From the entries below, pull out each line where "PropertyAsset" appears.

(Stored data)
__________________________________________________

//! Ledger entity models.
//!
//! Four record types share one discipline: a deterministic key derived
//! from identifying fields only, and a JSON byte encoding that
//! round-trips exactly. Registration requests are never deleted on
//! approval; they stay on the ledger as audit records with lifecycles
//! independent of the account or asset they were promoted into.

use near_sdk::serde::de::DeserializeOwned;
use near_sdk::serde::Serialize;
use near_sdk::{near, serde_json, AccountId};

use crate::errors::RegnetError;
use crate::store::{join_key_parts, LedgerKey};

/// A record stored in the ledger under a namespaced composite key.
pub trait LedgerRecord: Serialize + DeserializeOwned {
    /// Namespace prefix unique to this entity type.
    const NAMESPACE: &'static str;

    /// Identifying field values, in key order, unencoded. Mutable
    /// fields never participate.
    fn key_parts(&self) -> Vec<String>;

    /// Model key: encoded parts joined with the separator.
    fn model_key(&self) -> String {
        let parts = self.key_parts();
        join_key_parts(&parts.iter().map(String::as_str).collect::<Vec<_>>())
    }

    fn ledger_key(&self) -> LedgerKey {
        LedgerKey::new(Self::NAMESPACE, &self.model_key())
    }

    fn encode(&self) -> Result<Vec<u8>, RegnetError> {
        serde_json::to_vec(self)
            .map_err(|e| RegnetError::InternalError(format!("Record encoding failed: {e}")))
    }

    /// A record that exists but cannot be decoded is an internal error,
    /// never reported as absent.
    fn decode(bytes: &[u8]) -> Result<Self, RegnetError> {
        serde_json::from_slice(bytes)
            .map_err(|e| RegnetError::InternalError(format!("Corrupt ledger record: {e}")))
    }
}

/// Typed reference to a user account: the encoded `(name, national_id)`
/// composite without its namespace prefix. This is what property
/// records store as `owner`.
#[near(serializers = [json])]
#[derive(Clone, Debug, PartialEq, Eq)]
#[serde(transparent)]
pub struct UserKey(String);

impl UserKey {
    pub fn new(name: &str, national_id: &str) -> Self {
        Self(join_key_parts(&[name, national_id]))
    }

    pub fn as_str(&self) -> &str {
        &self.0
    }
}

impl std::fmt::Display for UserKey {
    fn fmt(&self, f: &mut std::fmt::Formatter<'_>) -> std::fmt::Result {
        f.write_str(&self.0)
    }
}

#[near(serializers = [json])]
#[serde(rename_all = "lowercase")]
#[derive(Clone, Copy, Debug, PartialEq, Eq)]
pub enum PropertyStatus {
    Registered,
    OnSale,
}

impl std::fmt::Display for PropertyStatus {
    fn fmt(&self, f: &mut std::fmt::Formatter<'_>) -> std::fmt::Result {
        f.write_str(match self {
            Self::Registered => "registered",
            Self::OnSale => "onsale",
        })
    }
}

/// An approved user account. At most one per `(name, national_id)`;
/// `balance` is a non-negative coin count.
#[near(serializers = [json])]
#[derive(Clone, Debug, PartialEq)]
pub struct UserAccount {
    pub name: String,
    pub email: String,
    pub phone: String,
    pub national_id: String,
    pub approved_by: AccountId,
    pub balance: u128,
    /// Milliseconds; carried over from the originating request.
    pub created_at: u64,
    pub updated_at: u64,
}

impl UserAccount {
    pub fn make_key(name: &str, national_id: &str) -> UserKey {
        UserKey::new(name, national_id)
    }

    pub fn key(&self) -> UserKey {
        UserKey::new(&self.name, &self.national_id)
    }
}

impl LedgerRecord for UserAccount {
    const NAMESPACE: &'static str = "regnet.users";

    fn key_parts(&self) -> Vec<String> {
        vec![self.name.clone(), self.national_id.clone()]
    }
}

/// A pending request to register a user, raised by the users org and
/// promoted into a [`UserAccount`] by the registrar.
#[near(serializers = [json])]
#[derive(Clone, Debug, PartialEq)]
pub struct UserRegistrationRequest {
    pub name: String,
    pub email: String,
    pub phone: String,
    pub national_id: String,
    pub requested_by: AccountId,
    pub created_at: u64,
}

impl UserRegistrationRequest {
    pub fn make_key(name: &str, national_id: &str) -> UserKey {
        UserKey::new(name, national_id)
    }
}

impl LedgerRecord for UserRegistrationRequest {
    const NAMESPACE: &'static str = "regnet.user-requests";

    fn key_parts(&self) -> Vec<String> {
        vec![self.name.clone(), self.national_id.clone()]
    }
}

/// A registered property. `owner` always references an existing
/// [`UserAccount`]; at most one asset per `property_id`.
#[near(serializers = [json])]
#[derive(Clone, Debug, PartialEq)]
pub struct PropertyAsset {
    pub property_id: String,
    pub price: u128,
    pub owner: UserKey,
    pub status: PropertyStatus,
    pub approved_by: AccountId,
    pub created_at: u64,
    pub updated_at: u64,
}

impl PropertyAsset {
    pub fn make_key(property_id: &str) -> String {
        join_key_parts(&[property_id])
    }
}

impl LedgerRecord for PropertyAsset {
    const NAMESPACE: &'static str = "regnet.properties";

    fn key_parts(&self) -> Vec<String> {
        vec![self.property_id.clone()]
    }
}

/// A pending request to register a property, promoted into a
/// [`PropertyAsset`] by the registrar.
#[near(serializers = [json])]
#[derive(Clone, Debug, PartialEq)]
pub struct PropertyRegistrationRequest {
    pub property_id: String,
    pub price: u128,
    /// The requester's account key; becomes the asset's first owner.
    pub owner: UserKey,
    pub requested_by: AccountId,
    pub created_at: u64,
}

impl PropertyRegistrationRequest {
    pub fn make_key(property_id: &str) -> String {
        join_key_parts(&[property_id])
    }
}

impl LedgerRecord for PropertyRegistrationRequest {
    const NAMESPACE: &'static str = "regnet.property-requests";

    fn key_parts(&self) -> Vec<String> {
        vec![self.property_id.clone()]
    }
}
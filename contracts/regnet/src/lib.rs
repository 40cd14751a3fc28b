//! Property registration network — user accounts and property assets in a
//! composite-keyed ledger record store, mutated only through org-gated,
//! validate-then-write workflow operations.
//!
//! The runtime supplies what the core deliberately leaves out: it
//! serializes whole invocations (a method call commits all of its writes
//! or, on error, none) and verifies the caller identity. The contract
//! boundary resolves that identity to an organization tag via the
//! registrar membership set; everything below works on typed records,
//! typed keys, and a closed organization enum.

use near_sdk::borsh::{BorshDeserialize, BorshSerialize};
use near_sdk::json_types::U128;
use near_sdk::store::IterableSet;
use near_sdk::{env, near, AccountId, BorshStorageKey, PanicOnDefault};

// --- Modules ---

pub mod auth;
mod context;
pub mod errors;
mod events;
pub mod models;
mod registrar_ops;
mod repository;
pub mod store;
mod user_ops;

pub use auth::Organization;
pub use errors::RegnetError;
pub use models::{
    PropertyAsset, PropertyRegistrationRequest, PropertyStatus, UserAccount, UserKey,
    UserRegistrationRequest,
};

use context::OpContext;
use repository::Repository;

// --- Storage Keys ---

#[derive(BorshSerialize, BorshDeserialize, BorshStorageKey)]
#[borsh(crate = "near_sdk::borsh")]
enum StorageKey {
    Registrars,
}

// --- Contract State ---

#[near(contract_state)]
#[derive(PanicOnDefault)]
pub struct Contract {
    /// From Cargo.toml.
    pub version: String,
    pub manager: AccountId,
    /// Accounts belonging to the registrar organization; every other
    /// caller belongs to the users organization.
    pub registrars: IterableSet<AccountId>,
}

#[near]
impl Contract {
    #[init]
    pub fn new(registrars: Vec<AccountId>) -> Self {
        let mut set = IterableSet::new(StorageKey::Registrars);
        for account_id in registrars {
            set.insert(account_id);
        }
        Self {
            version: env!("CARGO_PKG_VERSION").to_string(),
            manager: env::predecessor_account_id(),
            registrars: set,
        }
    }

    // ── Registrar membership (boundary adapter) ──────────────────────

    #[handle_result]
    pub fn add_registrar(&mut self, account_id: AccountId) -> Result<(), RegnetError> {
        self.require_manager()?;
        self.registrars.insert(account_id);
        Ok(())
    }

    #[handle_result]
    pub fn remove_registrar(&mut self, account_id: AccountId) -> Result<(), RegnetError> {
        self.require_manager()?;
        self.registrars.remove(&account_id);
        Ok(())
    }

    pub fn is_registrar(&self, account_id: AccountId) -> bool {
        self.registrars.contains(&account_id)
    }

    // ── Users organization operations ────────────────────────────────

    #[handle_result]
    pub fn request_new_user(
        &mut self,
        name: String,
        email: String,
        phone: String,
        national_id: String,
    ) -> Result<UserRegistrationRequest, RegnetError> {
        self.op_context().request_new_user(name, email, phone, national_id)
    }

    #[handle_result]
    pub fn recharge_account(
        &mut self,
        name: String,
        national_id: String,
        bank_transaction_id: String,
    ) -> Result<UserAccount, RegnetError> {
        self.op_context().recharge_account(name, national_id, bank_transaction_id)
    }

    #[handle_result]
    pub fn request_property_registration(
        &mut self,
        property_id: String,
        price: U128,
        name: String,
        national_id: String,
    ) -> Result<PropertyRegistrationRequest, RegnetError> {
        self.op_context()
            .request_property_registration(property_id, price.0, name, national_id)
    }

    #[handle_result]
    pub fn update_property_status(
        &mut self,
        property_id: String,
        name: String,
        national_id: String,
        status: PropertyStatus,
    ) -> Result<PropertyAsset, RegnetError> {
        self.op_context()
            .update_property_status(property_id, name, national_id, status)
    }

    #[handle_result]
    pub fn purchase_property(
        &mut self,
        property_id: String,
        buyer_name: String,
        buyer_national_id: String,
    ) -> Result<PropertyAsset, RegnetError> {
        self.op_context()
            .purchase_property(property_id, buyer_name, buyer_national_id)
    }

    // ── Registrar organization operations ────────────────────────────

    #[handle_result]
    pub fn approve_new_user(
        &mut self,
        name: String,
        national_id: String,
    ) -> Result<UserAccount, RegnetError> {
        self.op_context().approve_new_user(name, national_id)
    }

    #[handle_result]
    pub fn approve_property_registration(
        &mut self,
        property_id: String,
    ) -> Result<PropertyAsset, RegnetError> {
        self.op_context().approve_property_registration(property_id)
    }

    // ── Views ────────────────────────────────────────────────────────

    /// Explicitly `None` when no such user exists; an error only for a
    /// record that exists but cannot be decoded.
    #[handle_result]
    pub fn view_user(
        &self,
        name: String,
        national_id: String,
    ) -> Result<Option<UserAccount>, RegnetError> {
        Repository::<UserAccount>::new().get(UserAccount::make_key(&name, &national_id).as_str())
    }

    /// Explicitly `None` when no such property exists.
    #[handle_result]
    pub fn view_property(&self, property_id: String) -> Result<Option<PropertyAsset>, RegnetError> {
        Repository::<PropertyAsset>::new().get(&PropertyAsset::make_key(&property_id))
    }
}

impl Contract {
    /// Builds the request-scoped context for one invocation.
    fn op_context(&self) -> OpContext {
        let caller = env::predecessor_account_id();
        let caller_org = if self.registrars.contains(&caller) {
            Organization::Registrar
        } else {
            Organization::Users
        };
        OpContext::new(caller, caller_org, env::block_timestamp_ms())
    }

    fn require_manager(&self) -> Result<(), RegnetError> {
        if env::predecessor_account_id() != self.manager {
            return Err(RegnetError::Unauthorized(
                "Only the contract manager can administer registrar membership".into(),
            ));
        }
        Ok(())
    }
}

__________________________________________________

TASK RESULT
pub struct PropertyAsset {
impl PropertyAsset {
impl LedgerRecord for PropertyAsset {
/// [`PropertyAsset`] by the registrar.
    PropertyAsset, PropertyRegistrationRequest, PropertyStatus, UserAccount, UserKey,
    ) -> Result<PropertyAsset, RegnetError> {
    ) -> Result<PropertyAsset, RegnetError> {
    ) -> Result<PropertyAsset, RegnetError> {
    pub fn view_property(&self, property_id: String) -> Result<Option<PropertyAsset>, RegnetError> {
        Repository::<PropertyAsset>::new().get(&PropertyAsset::make_key(&property_id))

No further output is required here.